You’ve seen it at the office. You’ve seen it at the library. You’ve seen it at your kids’ Christmas recital. You’ve seen it championed by police, firefighters and municipal officials.

I’m talking, of course, about donating canned goods to holiday food drives.

Now don’t get me wrong. Donating to charity is a good thing, particularly during the holidays, when many charities budget for yuletide donations. But, the simple rules of economics are begging you: Give money to food banks, rather than food.

Canned goods have a particularly low rate of charitable return. They’re heavy, they’re awkward and they can be extremely difficult to fit into a family’s meal plan. Worst of all, the average consumer is buying those canned goods at four to five times the rock-bottom bulk price that can be obtained by the food bank itself.

That $1 you spent on tuna could have purchased $4 worth of tuna if put in the hands of a non-profit employee whose only job is to buy food as cheaply as possible. The savvy buyers at the Calgary Food Bank, for instance, promise they can stretch $1 into $5.

Probably the worst tragedy of the inefficient food drive is holiday events and theatre performances where organizers ask for canned food donations in lieu of selling tickets.

The better option, of course, is to keep selling tickets and donate the box office take to the food bank. By not doing this, these well-meaning organizers are effectively surrendering vast amounts of critically needed grocery money in exchange for heavy cardboard boxes filled with god knows what.

And then there’s the logistical nightmare when these boxes show up at the food bank’s loading dock.

Put yourself in the place of a food bank that has just accepted an anarchic 40-pound box of random food from an office fundraiser. It’s got pie filling, Kraft Dinner, beans, pumpkin and chick peas. All those food items need to be sorted, stored, inventoried and then shoehorned into the food bank’s distribution schedule.

It’s bad form to have low-income families eat nothing but creamed corn until the stocks run dry, so some items move faster than others.

Consider the herculean plight of the food bank warehouse manager, and it’s easy to imagine how a particularly unhelpful box of food could end up doing nothing but wasting a bunch of people’s time before it ends up shunted into a dumpster.

All this has been known for years, and yet the practice continues. There are a few reasons for this.

First, charities are extremely leery about telling people how to donate. Nothing alienates a good samaritan faster than watching them pull up in a cube van of donated food, only to suggest that “maybe next time they just cut a cheque.” When charities get picky, it’s human for would-be donors to think they don’t really need the help that bad.

Second, people don’t trust charities. Charities have particularly fragile brands, and it only takes one or two charitable scandals showing up in someone’s Facebook feed for them to start casting aspersions on our nation’s non-profits.

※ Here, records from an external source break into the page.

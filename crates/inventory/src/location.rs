use serde::{Deserialize, Serialize};

use curator_core::{DomainResult, Entity, LocationId};

use crate::text;

/// Named physical place where inventory items may reside.
///
/// Names are globally unique; uniqueness is enforced by the store, which is
/// case-sensitive.
#[derive(Debug, Clone, PartialEq, Eq, Serialize, Deserialize)]
pub struct Location {
    pub id: LocationId,
    pub name: String,
}

impl Entity for Location {
    type Id = LocationId;

    fn id(&self) -> &Self::Id {
        &self.id
    }
}

#[derive(Debug, Clone, PartialEq, Eq, Serialize, Deserialize)]
pub struct NewLocation {
    pub name: String,
}

impl NewLocation {
    pub fn new(name: impl Into<String>) -> Self {
        Self { name: name.into() }
    }

    pub fn into_location(self, id: LocationId) -> DomainResult<Location> {
        Ok(Location {
            id,
            name: Location::validate_name(&self.name)?,
        })
    }
}

impl Location {
    /// Normalize a location name, rejecting blank input.
    pub fn validate_name(name: &str) -> DomainResult<String> {
        text::required("name", name)
    }
}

So, by donating a flat of condensed milk instead of $30, donors feel they are insulating themselves against any unseemly corruption.

This was something seen during the Fort McMurray fires. Many Albertans, leery of seeing monetary donations vanish down some kind of bureaucratic black hole, insisted instead on donating mountains of diapers and toiletries that got wasted.

And last, something that is probably the most uncomfortable fact about all this: It doesn’t feel as good to donate money. As much as we like to pretend that charitable giving is a selfless act, a lot of it is driven by the human need to feel special and magnanimous.

And as donations go, it’s much more satisfying to donate a minivan filled with Ragu than to send a $100 e-transfer.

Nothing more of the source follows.